I keep running into this problem with graphics/png where I need to upgrade it and remove the old version.  So I do this and then x11/gnome2 stops working because it can't find libpng.so.6 (along with all sorts of other ports that require libpng.so.6 so I did a little bit of googling and came accross this thread which suggested I try and do a portupgrade graphics/png and graphics/jpeg

After I did all this most of my ports worked except for www/chromium and x11/gnome2 I was trying to figure out why this was but out of nowhere I started to get kernel panic's on boot right after wlan0 would get turned on and set.  Sometimes I could login but I couldn't do much until the first panic.  I thought it might be a bad hard drive?  So I did an HDD test and it was fine.

Now I'm at the point where I installed a minimal system (x11/xorg, x11/gnome2, and www/opera) and decided that before I move forward I would upgrade graphics/png on a mostly fresh system and see what the results were?

What do you think?


----------



## wblock@ (Jun 17, 2012)

The problem is not because of port upgrade tool, it's a problem in procedure.  /usr/ports/UPDATING has instructions on upgrades that need manual steps.  Always (yes, always) check that file before upgrading ports.  It tells how to upgrade PNG without breaking other ports.


----------



## kr651129 (Jun 17, 2012)

wblock@ said:
			
		

> The problem is not because of port upgrade tool, it's a problem in procedure.  /usr/ports/UPDATING has instructions on upgrades that need manual steps.  Always (yes, always) check that file before upgrading ports.  It tells how to upgrade PNG without breaking other ports.

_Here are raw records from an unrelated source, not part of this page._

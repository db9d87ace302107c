//! Pipeline system for staged feature computation
//!
//! Stages run in three phases: the return stage reshapes the table (dropping
//! the first row), independent indicator groups append columns layer by
//! layer, and the target stage finally reads one row ahead and drops the
//! last row.

pub mod engine;
pub mod graph;
pub mod groups;
pub mod stage;
pub mod stages;

pub use engine::FeaturePipeline;
pub use graph::ExecutionPlan;
pub use groups::{MomentumGroup, TrendGroup, VolatilityGroup, VolumeGroup};
pub use stage::{RowTrim, Stage, StageKind, StageOutput};
pub use stages::{PriceChangeStage, ReturnStage, TargetStage};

Since that was in the other thread I did check /usr/ports/UPDATING and upgraded the way it suggested which is why I'm left scratching my head on this one.  Hopefully on a fresh install with minimal ports I can move forward?


----------



## wblock@ (Jun 17, 2012)

When you rebuild whatever part of Gnome is trying to use the old PNG, it should be rebuilt to use the new one.  That could fail for a couple of reasons, like using packages or not having the latest ports tree.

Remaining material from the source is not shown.